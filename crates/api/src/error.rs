use axum::http::StatusCode;
use axum::response::{IntoResponse, Response};
use serde_json::json;
use unsub_core::error::CoreError;
use unsub_db::StoreError;

/// Application-level error type for HTTP handlers.
///
/// Wraps [`CoreError`] for domain errors and adds HTTP-specific variants.
/// Implements [`IntoResponse`] to produce consistent JSON error responses.
#[derive(Debug, thiserror::Error)]
pub enum AppError {
    /// A domain-level error from `unsub_core`.
    #[error(transparent)]
    Core(#[from] CoreError),

    /// A database error from sqlx.
    #[error("Database error: {0}")]
    Database(#[from] sqlx::Error),

    /// A bad request with a human-readable message.
    #[error("Bad request: {0}")]
    BadRequest(String),

    /// An internal error with a human-readable message.
    #[error("Internal error: {0}")]
    InternalError(String),
}

/// Convenience type alias for handler return values.
pub type AppResult<T> = Result<T, AppError>;

impl From<StoreError> for AppError {
    fn from(err: StoreError) -> Self {
        match err {
            StoreError::Database(db) => AppError::Database(db),
            StoreError::Invariant(msg) => AppError::InternalError(msg),
        }
    }
}

impl From<validator::ValidationErrors> for AppError {
    fn from(errors: validator::ValidationErrors) -> Self {
        AppError::Core(CoreError::Validation(errors.to_string()))
    }
}

impl IntoResponse for AppError {
    fn into_response(self) -> Response {
        let (status, code, message) = match &self {
            // --- CoreError variants ---
            AppError::Core(core) => match core {
                CoreError::NotFound { entity, id } => (
                    StatusCode::NOT_FOUND,
                    "NOT_FOUND",
                    format!("{entity} with id {id} not found"),
                ),
                CoreError::Validation(msg) => {
                    (StatusCode::BAD_REQUEST, "VALIDATION_ERROR", msg.clone())
                }
                CoreError::Conflict(msg) => (StatusCode::CONFLICT, "CONFLICT", msg.clone()),
                CoreError::Unauthorized(msg) => {
                    (StatusCode::UNAUTHORIZED, "UNAUTHORIZED", msg.clone())
                }
                CoreError::InvalidTransition { .. } => {
                    (StatusCode::CONFLICT, "CONFLICT", core.to_string())
                }
                CoreError::Internal(msg) => {
                    tracing::error!(error = %msg, "Internal core error");
                    (
                        StatusCode::INTERNAL_SERVER_ERROR,
                        "INTERNAL_ERROR",
                        "An internal error occurred".to_string(),
                    )
                }
            },

            // --- Database errors ---
            AppError::Database(err) => classify_sqlx_error(err),

            // --- HTTP-specific errors ---
            AppError::BadRequest(msg) => (StatusCode::BAD_REQUEST, "BAD_REQUEST", msg.clone()),
            AppError::InternalError(msg) => {
                tracing::error!(error = %msg, "Internal error");
                (
                    StatusCode::INTERNAL_SERVER_ERROR,
                    "INTERNAL_ERROR",
                    "An internal error occurred".to_string(),
                )
            }
        };

        let body = json!({
            "error": message,
            "code": code,
        });

        (status, axum::Json(body)).into_response()
    }
}

/// Classify a sqlx error into an HTTP status, error code, and message.
///
/// - `RowNotFound` maps to 404.
/// - Unique constraint violations (constraint name starting with `uq_`) map to 409.
/// - Everything else maps to 500 with a sanitized message.
fn classify_sqlx_error(err: &sqlx::Error) -> (StatusCode, &'static str, String) {
    match err {
        sqlx::Error::RowNotFound => (
            StatusCode::NOT_FOUND,
            "NOT_FOUND",
            "Resource not found".to_string(),
        ),
        sqlx::Error::Database(db_err) => {
            // PostgreSQL unique constraint violation: error code 23505
            if db_err.code().as_deref() == Some("23505") {
                let constraint = db_err.constraint().unwrap_or("unknown");
                if constraint.starts_with("uq_") {
                    return (
                        StatusCode::CONFLICT,
                        "CONFLICT",
                        format!("Duplicate value violates unique constraint: {constraint}"),
                    );
                }
            }
            tracing::error!(error = %db_err, "Database error");
            (
                StatusCode::INTERNAL_SERVER_ERROR,
                "INTERNAL_ERROR",
                "An internal error occurred".to_string(),
            )
        }
        other => {
            tracing::error!(error = %other, "Database error");
            (
                StatusCode::INTERNAL_SERVER_ERROR,
                "INTERNAL_ERROR",
                "An internal error occurred".to_string(),
            )
        }
    }
}

#[cfg(test)]
mod tests {
    use assert_matches::assert_matches;
    use unsub_core::cancellation::CancellationStatus;

    use super::*;

    #[test]
    fn core_errors_map_to_status_codes() {
        let cases = [
            (
                AppError::Core(CoreError::NotFound {
                    entity: "cancellation_request",
                    id: 7,
                }),
                StatusCode::NOT_FOUND,
            ),
            (
                AppError::Core(CoreError::Validation("bad".into())),
                StatusCode::BAD_REQUEST,
            ),
            (
                AppError::Core(CoreError::Conflict("already completed".into())),
                StatusCode::CONFLICT,
            ),
            (
                AppError::Core(CoreError::Unauthorized("no token".into())),
                StatusCode::UNAUTHORIZED,
            ),
            (
                AppError::Core(CoreError::Internal("boom".into())),
                StatusCode::INTERNAL_SERVER_ERROR,
            ),
            (
                AppError::Core(CoreError::InvalidTransition {
                    from: CancellationStatus::Failed,
                    to: CancellationStatus::Cancelled,
                }),
                StatusCode::CONFLICT,
            ),
            (
                AppError::Database(sqlx::Error::RowNotFound),
                StatusCode::NOT_FOUND,
            ),
        ];

        for (error, expected) in cases {
            assert_eq!(error.into_response().status(), expected);
        }
    }

    #[test]
    fn store_errors_keep_their_kind() {
        let err: AppError = StoreError::Database(sqlx::Error::RowNotFound).into();
        assert_matches!(err, AppError::Database(sqlx::Error::RowNotFound));

        let err: AppError = StoreError::Invariant("bad transition".into()).into();
        assert_matches!(err, AppError::InternalError(msg) if msg == "bad transition");
    }

    #[test]
    fn store_invariant_is_internal() {
        let err: AppError = StoreError::Invariant("cancelled is not a finishing status".into()).into();
        assert_eq!(
            err.into_response().status(),
            StatusCode::INTERNAL_SERVER_ERROR
        );
    }
}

::::::

What you need to do -> The task calls for all the records above to be repeated exactly.

Expected answer ->
filename crates/api/src/error.rs
use axum::http::StatusCode;
use axum::response::{IntoResponse, Response};
use serde_json::json;
use unsub_core::error::CoreError;
use unsub_db::StoreError;

/// Application-level error type for HTTP handlers.
///
/// Wraps [`CoreError`] for domain errors and adds HTTP-specific variants.
/// Implements [`IntoResponse`] to produce consistent JSON error responses.
#[derive(Debug, thiserror::Error)]
pub enum AppError {
    /// A domain-level error from `unsub_core`.
    #[error(transparent)]
    Core(#[from] CoreError),

    /// A database error from sqlx.
    #[error("Database error: {0}")]
    Database(#[from] sqlx::Error),

    /// A bad request with a human-readable message.
    #[error("Bad request: {0}")]
    BadRequest(String),

    /// An internal error with a human-readable message.
    #[error("Internal error: {0}")]
    InternalError(String),
}

/// Convenience type alias for handler return values.
pub type AppResult<T> = Result<T, AppError>;

impl From<StoreError> for AppError {
    fn from(err: StoreError) -> Self {
        match err {
            StoreError::Database(db) => AppError::Database(db),
            StoreError::Invariant(msg) => AppError::InternalError(msg),
        }
    }
}

impl From<validator::ValidationErrors> for AppError {
    fn from(errors: validator::ValidationErrors) -> Self {
        AppError::Core(CoreError::Validation(errors.to_string()))
    }
}

impl IntoResponse for AppError {
    fn into_response(self) -> Response {
        let (status, code, message) = match &self {
            // --- CoreError variants ---
            AppError::Core(core) => match core {
                CoreError::NotFound { entity, id } => (
                    StatusCode::NOT_FOUND,
                    "NOT_FOUND",
                    format!("{entity} with id {id} not found"),
                ),
                CoreError::Validation(msg) => {
                    (StatusCode::BAD_REQUEST, "VALIDATION_ERROR", msg.clone())
                }
                CoreError::Conflict(msg) => (StatusCode::CONFLICT, "CONFLICT", msg.clone()),
                CoreError::Unauthorized(msg) => {
                    (StatusCode::UNAUTHORIZED, "UNAUTHORIZED", msg.clone())
                }
                CoreError::InvalidTransition { .. } => {
                    (StatusCode::CONFLICT, "CONFLICT", core.to_string())
                }
                CoreError::Internal(msg) => {
                    tracing::error!(error = %msg, "Internal core error");
                    (
                        StatusCode::INTERNAL_SERVER_ERROR,
                        "INTERNAL_ERROR",
                        "An internal error occurred".to_string(),
                    )
                }
            },

            // --- Database errors ---
            AppError::Database(err) => classify_sqlx_error(err),

            // --- HTTP-specific errors ---
            AppError::BadRequest(msg) => (StatusCode::BAD_REQUEST, "BAD_REQUEST", msg.clone()),
            AppError::InternalError(msg) => {
                tracing::error!(error = %msg, "Internal error");
                (
                    StatusCode::INTERNAL_SERVER_ERROR,
                    "INTERNAL_ERROR",
                    "An internal error occurred".to_string(),
                )
            }
        };

        let body = json!({
            "error": message,
            "code": code,
        });

        (status, axum::Json(body)).into_response()
    }
}

/// Classify a sqlx error into an HTTP status, error code, and message.
///
/// - `RowNotFound` maps to 404.
/// - Unique constraint violations (constraint name starting with `uq_`) map to 409.
/// - Everything else maps to 500 with a sanitized message.
fn classify_sqlx_error(err: &sqlx::Error) -> (StatusCode, &'static str, String) {
    match err {
        sqlx::Error::RowNotFound => (
            StatusCode::NOT_FOUND,
            "NOT_FOUND",
            "Resource not found".to_string(),
        ),
        sqlx::Error::Database(db_err) => {
            // PostgreSQL unique constraint violation: error code 23505
            if db_err.code().as_deref() == Some("23505") {
                let constraint = db_err.constraint().unwrap_or("unknown");
                if constraint.starts_with("uq_") {
                    return (
                        StatusCode::CONFLICT,
                        "CONFLICT",
                        format!("Duplicate value violates unique constraint: {constraint}"),
                    );
                }
            }
            tracing::error!(error = %db_err, "Database error");
            (
                StatusCode::INTERNAL_SERVER_ERROR,
                "INTERNAL_ERROR",
                "An internal error occurred".to_string(),
            )
        }
        other => {
            tracing::error!(error = %other, "Database error");
            (
                StatusCode::INTERNAL_SERVER_ERROR,
                "INTERNAL_ERROR",
                "An internal error occurred".to_string(),
            )
        }
    }
}

#[cfg(test)]
mod tests {
    use assert_matches::assert_matches;
    use unsub_core::cancellation::CancellationStatus;

    use super::*;

    #[test]
    fn core_errors_map_to_status_codes() {
        let cases = [
            (
                AppError::Core(CoreError::NotFound {
                    entity: "cancellation_request",
                    id: 7,
                }),
                StatusCode::NOT_FOUND,
            ),
            (
                AppError::Core(CoreError::Validation("bad".into())),
                StatusCode::BAD_REQUEST,
            ),
            (
                AppError::Core(CoreError::Conflict("already completed".into())),
                StatusCode::CONFLICT,
            ),
            (
                AppError::Core(CoreError::Unauthorized("no token".into())),
                StatusCode::UNAUTHORIZED,
            ),
            (
                AppError::Core(CoreError::Internal("boom".into())),
                StatusCode::INTERNAL_SERVER_ERROR,
            ),
            (
                AppError::Core(CoreError::InvalidTransition {
                    from: CancellationStatus::Failed,
                    to: CancellationStatus::Cancelled,
                }),
                StatusCode::CONFLICT,
            ),
            (
                AppError::Database(sqlx::Error::RowNotFound),
                StatusCode::NOT_FOUND,
            ),
        ];

        for (error, expected) in cases {
            assert_eq!(error.into_response().status(), expected);
        }
    }

    #[test]
    fn store_errors_keep_their_kind() {
        let err: AppError = StoreError::Database(sqlx::Error::RowNotFound).into();
        assert_matches!(err, AppError::Database(sqlx::Error::RowNotFound));

        let err: AppError = StoreError::Invariant("bad transition".into()).into();
        assert_matches!(err, AppError::InternalError(msg) if msg == "bad transition");
    }

    #[test]
    fn store_invariant_is_internal() {
        let err: AppError = StoreError::Invariant("cancelled is not a finishing status".into()).into();
        assert_eq!(
            err.into_response().status(),
            StatusCode::INTERNAL_SERVER_ERROR
        );
    }
}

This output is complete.